Fine fescues on golf courses: Abiotic stresses

Fine fescues have many strong suits as golf course turf, but also shortcomings. Researchers examine different fine fescues’ responses to traffic, drought, shade, salinity and other stresses.


Filed to: Fine fescue

Putting green fine fescue
Figure 1. This golf course putting green at the Old MacDonald Golf Course in Bandon, Ore., is composed primarily of fine fescues. Photo by Aaron Patton

Editor’s note: This article is the third in a series about fine fescues on golf courses. Read the previous two installments: Classifying fine fescues used on golf courses, and Fine fescues on golf courses: Availability, establishment, management.

The five fine fescue grasses commonly used in turfgrass systems include strong creeping red fescue (Festuca rubra subspecies rubra), slender creeping red fescue (Festuca rubra subspecies littoralis), Chewings fescue (Festuca rubra subspecies commutata), sheep fescue (Festuca ovina) and hard fescue (Festuca brevipila) (Table 1).

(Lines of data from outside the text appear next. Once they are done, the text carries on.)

use glam::{vec4, Vec3, Vec4};

/// Number of samples in the 1D kernel. More = smoother profile, but every
/// sample is a texture fetch per pixel per pass.
pub const SSSS_N_SAMPLES: usize = 17;

/// Sample spacing warp. Quadratic concentrates samples near the center,
/// where the profile's curvature is steepest.
const EXPONENT: f32 = 2.0;

/// Single tap of the 1D separable blur.
#[derive(Copy, Clone, Debug)]
pub struct KernelSample {
  /// Distance from the kernel center, in profile units (`[-RANGE, RANGE]`)
  pub offset: f32,
  /// Per-channel contribution. R/G/B weights differ, which is what gives
  /// the reddish bleed around shadow edges on skin.
  pub weight: Vec3,
}

/// GPU-ready kernel sample. Layout matches the shader's `vec4 kernel[]`:
/// `.xyz` weight, `.w` offset.
#[derive(Copy, Clone, Debug)]
#[repr(C)]
pub struct KernelSamplePacked {
  pub weight_offset: Vec4,
}

unsafe impl bytemuck::Zeroable for KernelSamplePacked {}
unsafe impl bytemuck::Pod for KernelSamplePacked {}

pub fn pack_kernel(kernel: &[KernelSample]) -> Vec<KernelSamplePacked> {
  kernel
    .iter()
    .map(|s| KernelSamplePacked {
      weight_offset: vec4(s.weight.x, s.weight.y, s.weight.z, s.offset),
    })
    .collect()
}

fn gaussian(variance: f32, r: f32, falloff: Vec3) -> Vec3 {
  // Falloff modulates the shape of the profile. Big falloff spreads it
  // making it wider, small falloff makes it narrower. The +0.001 keeps
  // a zero falloff from dividing by zero.
  let mut g = Vec3::ZERO;
  for i in 0..3 {
    let rr = r / (0.001 + falloff[i]);
    g[i] = f32::exp(-(rr * rr) / (2.0 * variance)) / (2.0 * 3.14 * variance);
  }
  g
}

/// Red channel of the skin profile from [d'Eon07], reused for all three
/// channels and rescaled per-channel with `falloff`.
fn profile(r: f32, falloff: Vec3) -> Vec3 {
  // The 0.233 * gaussian(0.0064, r) lobe is skipped - that is directly
  // bounced light, accounted for by the strength parameter instead.
  0.100 * gaussian(0.0484, r, falloff)
    + 0.118 * gaussian(0.187, r, falloff)
    + 0.113 * gaussian(0.567, r, falloff)
    + 0.358 * gaussian(1.99, r, falloff)
    + 0.078 * gaussian(7.41, r, falloff)
}

/// Build the 1D convolution kernel for the given scatter strength/falloff.
/// Pure function of its inputs - recompute only when they change.
///
/// Index 0 of the result is the center sample (offset 0.0, the directly
/// visible unscattered light); the rest spans `[-RANGE, RANGE]`.
pub fn calculate_kernel(strength: Vec3, falloff: Vec3, n_samples: usize) -> Vec<KernelSample> {
  assert!(n_samples >= 3, "SSS kernel needs at least 3 samples");

  // higher sample densities cover a wider range to keep tail coverage
  let range: f32 = if n_samples > 20 { 3.0 } else { 2.0 };

  // calculate the offsets
  let step = 2.0 * range / (n_samples - 1) as f32;
  let mut kernel: Vec<KernelSample> = (0..n_samples)
    .map(|i| {
      let o = -range + (i as f32) * step;
      let sign = if o < 0.0 { -1.0 } else { 1.0 };
      KernelSample {
        offset: range * sign * f32::abs(f32::powf(o, EXPONENT)) / f32::powf(range, EXPONENT),
        weight: Vec3::ZERO,
      }
    })
    .collect();

  // calculate the weights: area around the sample (average of the deltas
  // to both neighbors) times the profile value at the sample
  for i in 0..n_samples {
    let w0 = if i > 0 {
      f32::abs(kernel[i].offset - kernel[i - 1].offset)
    } else {
      0.0
    };
    let w1 = if i < n_samples - 1 {
      f32::abs(kernel[i].offset - kernel[i + 1].offset)
    } else {
      0.0
    };
    let area = (w0 + w1) / 2.0;
    kernel[i].weight = area * profile(kernel[i].offset, falloff);
  }

  // we want the offset 0.0 to come first
  let mid = n_samples / 2;
  let t_mid = kernel[mid];
  for i in (1..=mid).rev() {
    kernel[i] = kernel[i - 1];
  }
  kernel[0] = t_mid;

  // normalize so each channel sums to 1 - no energy gained or lost,
  // independent of falloff
  let mut sum = Vec3::ZERO;
  for s in &kernel {
    sum += s.weight;
  }
  for s in &mut kernel {
    s.weight /= sum;
  }

  // tweak using the desired strength. Center: lerp(1.0, weight, strength),
  // so at strength 0 all light stays unscattered. Others scale linearly.
  kernel[0].weight = (Vec3::ONE - strength) + strength * kernel[0].weight;
  for s in &mut kernel[1..] {
    s.weight *= strength;
  }

  kernel
}

#[cfg(test)]
mod tests {
  use super::*;
  use glam::vec3;

  const EPS: f32 = 1e-5;

  fn default_strength() -> Vec3 {
    vec3(0.48, 0.41, 0.28)
  }

  fn default_falloff() -> Vec3 {
    vec3(1.0, 0.37, 0.3)
  }

  #[test]
  fn center_sample_has_offset_zero() {
    for &n in &[3, 9, 17, 21, 25] {
      let kernel = calculate_kernel(default_strength(), default_falloff(), n);
      assert_eq!(kernel.len(), n);
      assert_eq!(kernel[0].offset, 0.0, "n_samples={}", n);
    }
  }

  #[test]
  fn offsets_are_antisymmetric() {
    for &n in &[9, 17, 25] {
      let kernel = calculate_kernel(default_strength(), default_falloff(), n);
      let mut offsets: Vec<f32> = kernel.iter().map(|s| s.offset).collect();
      offsets.sort_by(|a, b| a.partial_cmp(b).unwrap());
      for i in 0..n {
        assert!(
          (offsets[i] + offsets[n - 1 - i]).abs() < EPS,
          "offset[{}]={} vs offset[{}]={}",
          i,
          offsets[i],
          n - 1 - i,
          offsets[n - 1 - i]
        );
      }
    }
  }

  #[test]
  fn weights_sum_to_one_per_channel() {
    // at strength 1 the blend is the identity, exposing the normalized
    // weights directly
    let kernel = calculate_kernel(Vec3::ONE, default_falloff(), SSSS_N_SAMPLES);
    let sum: Vec3 = kernel.iter().map(|s| s.weight).sum();
    assert!((sum.x - 1.0).abs() < EPS, "sum.r={}", sum.x);
    assert!((sum.y - 1.0).abs() < EPS, "sum.g={}", sum.y);
    assert!((sum.z - 1.0).abs() < EPS, "sum.b={}", sum.z);
  }

  #[test]
  fn weights_sum_to_one_after_strength_blend() {
    // lerp(1, w0, s) + s * (1 - w0) == 1, for any strength
    let kernel = calculate_kernel(default_strength(), default_falloff(), SSSS_N_SAMPLES);
    let sum: Vec3 = kernel.iter().map(|s| s.weight).sum();
    assert!((sum.x - 1.0).abs() < EPS);
    assert!((sum.y - 1.0).abs() < EPS);
    assert!((sum.z - 1.0).abs() < EPS);
  }

  #[test]
  fn zero_strength_is_pure_passthrough() {
    let kernel = calculate_kernel(Vec3::ZERO, default_falloff(), SSSS_N_SAMPLES);
    assert!((kernel[0].weight - Vec3::ONE).length() < EPS);
    for s in &kernel[1..] {
      assert!(s.weight.length() < EPS, "expected zero weight, got {:?}", s.weight);
    }
  }

  #[test]
  fn strength_lerps_towards_full_scatter_weight() {
    let full = calculate_kernel(Vec3::ONE, default_falloff(), SSSS_N_SAMPLES);
    let half = calculate_kernel(Vec3::splat(0.5), default_falloff(), SSSS_N_SAMPLES);
    // center: lerp(1.0, w, 0.5)
    let expected = 0.5 * Vec3::ONE + 0.5 * full[0].weight;
    assert!((half[0].weight - expected).length() < EPS);
    // others: w * 0.5
    for i in 1..SSSS_N_SAMPLES {
      assert!((half[i].weight - 0.5 * full[i].weight).length() < EPS);
    }
  }

  #[test]
  fn default_skin_params_give_partial_scatter() {
    let kernel = calculate_kernel(default_strength(), default_falloff(), SSSS_N_SAMPLES);
    let w0 = kernel[0].weight;
    for ch in 0..3 {
      assert!(w0[ch] > 0.0 && w0[ch] < 1.0, "center weight {:?}", w0);
    }
    for s in &kernel {
      assert!(s.offset.is_finite());
      assert!(s.weight.is_finite(), "non-finite weight {:?}", s.weight);
    }
  }

  #[test]
  fn zero_falloff_stays_finite() {
    let kernel = calculate_kernel(default_strength(), Vec3::ZERO, SSSS_N_SAMPLES);
    for s in &kernel {
      assert!(s.weight.is_finite(), "non-finite weight {:?}", s.weight);
    }
    let sum: Vec3 = kernel.iter().map(|s| s.weight).sum();
    assert!((sum.x - 1.0).abs() < EPS);
  }

  #[test]
  fn packed_layout_is_weight_then_offset() {
    let kernel = calculate_kernel(default_strength(), default_falloff(), SSSS_N_SAMPLES);
    let packed = pack_kernel(&kernel);
    let raw: &[f32] = bytemuck::cast_slice(&packed);
    assert_eq!(raw.len(), SSSS_N_SAMPLES * 4);
    for (i, s) in kernel.iter().enumerate() {
      assert_eq!(raw[i * 4], s.weight.x);
      assert_eq!(raw[i * 4 + 1], s.weight.y);
      assert_eq!(raw[i * 4 + 2], s.weight.z);
      assert_eq!(raw[i * 4 + 3], s.offset);
    }
  }
}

These five grasses are of interest because of their low-input (nitrogen fertilizer, irrigation and pesticide) characteristics (Figure 1, above). These turfgrasses are being intensively studied by a team of researchers working on a grant titled “Increasing Low-Input Turfgrass Adoption through Breeding, Innovation, and Public Education” from USDA-NIFA through the Specialty Crop Research Initiative.

Abiotic stresses, which are stresses from nonliving things, affect all turfgrass species, including fine fescues. However, some fine fescue taxa are able to tolerate or resist a number of abiotic stresses better than others. In this, the third article of our four-part series, we will discuss differences in abiotic stress (for example, drought, submersion, heat, traffic, salinity, shade) tolerance of the five fine fescues.

Water stress

Water stress can occur in turfgrass swards when there is too little (drought) or too much (submerged, flooded, poorly drained) water (Figures 2, 3). Overall, compared with many other cool-season turfgrass species, fine fescues have good drought resistance and low irrigation requirements, both of which are desirable characteristics in low-input management situations (4). However, fine fescues are susceptible to decline when they are submerged or in poorly drained soils.

Fine fescue drought
Figure 2. Irrigation trials at the University of Wisconsin’s O.J. Noer Turfgrass Research and Education Facility in Verona, Wis., were used to investigate differences in drought stress tolerance of fine fescue taxa. Photo by Aaron Patton

Drought survival mechanisms allow fine fescues to survive drought through tolerance (suspension), persistence (avoidance) or both (Table 1). When compared with other cool-season turfgrasses, fine fescues have been reported to have slower growth rates and lower water-use (evapotranspiration) rates, which can improve overall drought resistance (4).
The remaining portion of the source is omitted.